#### Task requirements
Starting at the top of the listing below, copy each line exactly, stopping after the line that contains "# Shutdown Protocol".

#### Source data
-=-=-

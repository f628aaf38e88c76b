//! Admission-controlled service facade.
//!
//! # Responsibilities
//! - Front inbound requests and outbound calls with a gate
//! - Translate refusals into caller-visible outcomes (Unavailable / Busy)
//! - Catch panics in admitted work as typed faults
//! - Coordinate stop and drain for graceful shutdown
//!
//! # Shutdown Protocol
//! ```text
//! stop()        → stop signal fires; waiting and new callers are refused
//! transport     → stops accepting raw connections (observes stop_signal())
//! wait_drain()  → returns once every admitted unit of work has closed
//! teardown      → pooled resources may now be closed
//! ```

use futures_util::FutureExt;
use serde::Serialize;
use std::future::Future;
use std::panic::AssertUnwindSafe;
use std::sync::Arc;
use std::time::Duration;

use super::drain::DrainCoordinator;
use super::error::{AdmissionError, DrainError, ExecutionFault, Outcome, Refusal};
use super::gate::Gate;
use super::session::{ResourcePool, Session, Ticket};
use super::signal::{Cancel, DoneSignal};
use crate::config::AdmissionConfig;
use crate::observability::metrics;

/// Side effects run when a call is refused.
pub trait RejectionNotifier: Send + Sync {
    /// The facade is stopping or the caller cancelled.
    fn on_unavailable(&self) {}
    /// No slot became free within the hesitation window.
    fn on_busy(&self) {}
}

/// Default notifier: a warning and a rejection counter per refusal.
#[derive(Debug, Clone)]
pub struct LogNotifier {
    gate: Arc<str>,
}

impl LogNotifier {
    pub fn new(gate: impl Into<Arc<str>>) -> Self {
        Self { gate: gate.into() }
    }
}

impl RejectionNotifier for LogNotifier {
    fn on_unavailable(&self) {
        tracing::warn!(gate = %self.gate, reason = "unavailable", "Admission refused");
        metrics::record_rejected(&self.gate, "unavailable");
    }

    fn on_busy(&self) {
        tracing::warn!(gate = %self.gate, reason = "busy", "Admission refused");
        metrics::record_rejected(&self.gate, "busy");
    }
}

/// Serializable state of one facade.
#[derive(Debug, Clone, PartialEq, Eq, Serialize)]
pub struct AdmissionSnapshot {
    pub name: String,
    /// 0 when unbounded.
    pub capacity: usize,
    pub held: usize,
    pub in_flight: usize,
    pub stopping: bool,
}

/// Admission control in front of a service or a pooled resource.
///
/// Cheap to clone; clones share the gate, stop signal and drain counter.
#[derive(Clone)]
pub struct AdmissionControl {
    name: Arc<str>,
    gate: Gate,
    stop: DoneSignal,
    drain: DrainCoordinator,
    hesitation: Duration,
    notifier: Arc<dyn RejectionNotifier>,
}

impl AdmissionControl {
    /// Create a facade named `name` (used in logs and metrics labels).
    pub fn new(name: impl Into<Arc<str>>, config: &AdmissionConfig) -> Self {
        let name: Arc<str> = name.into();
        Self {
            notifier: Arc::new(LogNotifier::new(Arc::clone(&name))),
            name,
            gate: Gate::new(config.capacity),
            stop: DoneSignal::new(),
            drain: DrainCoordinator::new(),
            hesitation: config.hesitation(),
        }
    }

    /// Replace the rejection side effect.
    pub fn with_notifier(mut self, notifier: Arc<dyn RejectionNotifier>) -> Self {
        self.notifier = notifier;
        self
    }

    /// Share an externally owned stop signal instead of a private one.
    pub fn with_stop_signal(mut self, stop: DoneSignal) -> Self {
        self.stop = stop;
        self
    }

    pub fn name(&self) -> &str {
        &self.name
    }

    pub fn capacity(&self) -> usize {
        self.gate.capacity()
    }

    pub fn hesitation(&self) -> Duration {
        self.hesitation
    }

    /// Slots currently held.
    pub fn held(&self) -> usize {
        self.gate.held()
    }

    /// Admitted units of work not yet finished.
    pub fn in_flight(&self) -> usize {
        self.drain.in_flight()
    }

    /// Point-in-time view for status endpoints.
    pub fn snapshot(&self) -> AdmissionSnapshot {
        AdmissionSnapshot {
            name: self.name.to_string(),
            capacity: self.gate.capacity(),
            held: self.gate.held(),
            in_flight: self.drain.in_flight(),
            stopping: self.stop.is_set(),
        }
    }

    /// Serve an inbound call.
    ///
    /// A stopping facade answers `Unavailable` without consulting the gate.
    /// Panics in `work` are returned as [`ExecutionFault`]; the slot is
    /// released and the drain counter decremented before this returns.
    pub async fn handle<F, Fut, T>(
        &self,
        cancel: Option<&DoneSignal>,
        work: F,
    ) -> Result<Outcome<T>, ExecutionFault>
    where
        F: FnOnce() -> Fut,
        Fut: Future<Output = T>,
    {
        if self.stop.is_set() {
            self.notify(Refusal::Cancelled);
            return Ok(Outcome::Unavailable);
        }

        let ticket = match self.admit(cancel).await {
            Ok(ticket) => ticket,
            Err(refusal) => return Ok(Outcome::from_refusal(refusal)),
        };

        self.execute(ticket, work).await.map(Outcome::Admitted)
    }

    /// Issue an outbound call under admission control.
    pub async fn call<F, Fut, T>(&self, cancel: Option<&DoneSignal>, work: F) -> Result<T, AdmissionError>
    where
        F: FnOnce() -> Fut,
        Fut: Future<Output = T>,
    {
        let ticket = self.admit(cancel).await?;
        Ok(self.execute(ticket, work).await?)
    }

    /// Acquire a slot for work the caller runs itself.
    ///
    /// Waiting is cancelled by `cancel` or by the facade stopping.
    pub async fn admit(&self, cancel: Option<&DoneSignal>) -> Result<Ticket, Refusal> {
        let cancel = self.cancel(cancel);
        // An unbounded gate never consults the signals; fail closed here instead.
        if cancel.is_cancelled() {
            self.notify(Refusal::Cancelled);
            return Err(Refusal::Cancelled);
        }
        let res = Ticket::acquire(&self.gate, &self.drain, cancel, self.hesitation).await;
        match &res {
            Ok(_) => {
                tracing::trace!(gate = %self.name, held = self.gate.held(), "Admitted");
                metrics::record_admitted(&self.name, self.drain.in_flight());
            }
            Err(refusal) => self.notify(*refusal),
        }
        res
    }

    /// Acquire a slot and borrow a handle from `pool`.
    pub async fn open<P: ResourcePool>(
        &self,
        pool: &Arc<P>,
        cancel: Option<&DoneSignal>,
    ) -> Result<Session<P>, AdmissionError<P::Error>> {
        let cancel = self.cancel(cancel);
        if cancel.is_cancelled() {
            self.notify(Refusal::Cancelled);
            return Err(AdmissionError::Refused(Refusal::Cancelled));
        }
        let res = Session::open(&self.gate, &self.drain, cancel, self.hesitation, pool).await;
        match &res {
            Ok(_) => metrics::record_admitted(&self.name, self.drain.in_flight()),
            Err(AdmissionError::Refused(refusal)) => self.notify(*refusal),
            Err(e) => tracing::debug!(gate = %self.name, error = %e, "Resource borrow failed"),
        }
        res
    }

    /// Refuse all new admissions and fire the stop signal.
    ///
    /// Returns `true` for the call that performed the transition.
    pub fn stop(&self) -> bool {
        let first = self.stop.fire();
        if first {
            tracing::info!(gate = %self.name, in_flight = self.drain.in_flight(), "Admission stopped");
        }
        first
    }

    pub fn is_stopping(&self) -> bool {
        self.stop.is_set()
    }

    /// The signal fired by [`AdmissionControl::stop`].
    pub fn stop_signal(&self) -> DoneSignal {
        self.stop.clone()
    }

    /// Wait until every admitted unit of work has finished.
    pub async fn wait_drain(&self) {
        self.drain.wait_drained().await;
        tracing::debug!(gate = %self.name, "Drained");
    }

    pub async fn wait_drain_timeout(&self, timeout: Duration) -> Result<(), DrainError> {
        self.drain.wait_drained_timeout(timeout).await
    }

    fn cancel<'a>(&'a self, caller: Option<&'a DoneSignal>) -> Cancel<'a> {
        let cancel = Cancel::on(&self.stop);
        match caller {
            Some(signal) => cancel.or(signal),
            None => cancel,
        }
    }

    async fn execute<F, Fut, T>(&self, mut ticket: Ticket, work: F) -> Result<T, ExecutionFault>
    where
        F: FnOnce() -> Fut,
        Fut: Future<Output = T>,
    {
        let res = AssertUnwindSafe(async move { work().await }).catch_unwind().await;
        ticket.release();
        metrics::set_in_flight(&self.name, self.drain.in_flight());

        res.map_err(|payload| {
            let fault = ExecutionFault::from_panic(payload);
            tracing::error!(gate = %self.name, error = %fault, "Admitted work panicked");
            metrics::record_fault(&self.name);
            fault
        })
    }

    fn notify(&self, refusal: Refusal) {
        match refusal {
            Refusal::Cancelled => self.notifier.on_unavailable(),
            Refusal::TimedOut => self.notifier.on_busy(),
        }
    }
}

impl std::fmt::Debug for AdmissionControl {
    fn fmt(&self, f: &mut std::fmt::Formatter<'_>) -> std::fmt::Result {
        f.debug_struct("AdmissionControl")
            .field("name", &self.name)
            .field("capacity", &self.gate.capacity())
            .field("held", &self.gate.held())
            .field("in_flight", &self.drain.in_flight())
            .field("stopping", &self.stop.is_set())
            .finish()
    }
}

-=-=-

#### Output of the exercise
repository f628aaf38e88c76b
//! Admission-controlled service facade.
//!
//! # Responsibilities
//! - Front inbound requests and outbound calls with a gate
//! - Translate refusals into caller-visible outcomes (Unavailable / Busy)
//! - Catch panics in admitted work as typed faults
//! - Coordinate stop and drain for graceful shutdown
//!
//! # Shutdown Protocol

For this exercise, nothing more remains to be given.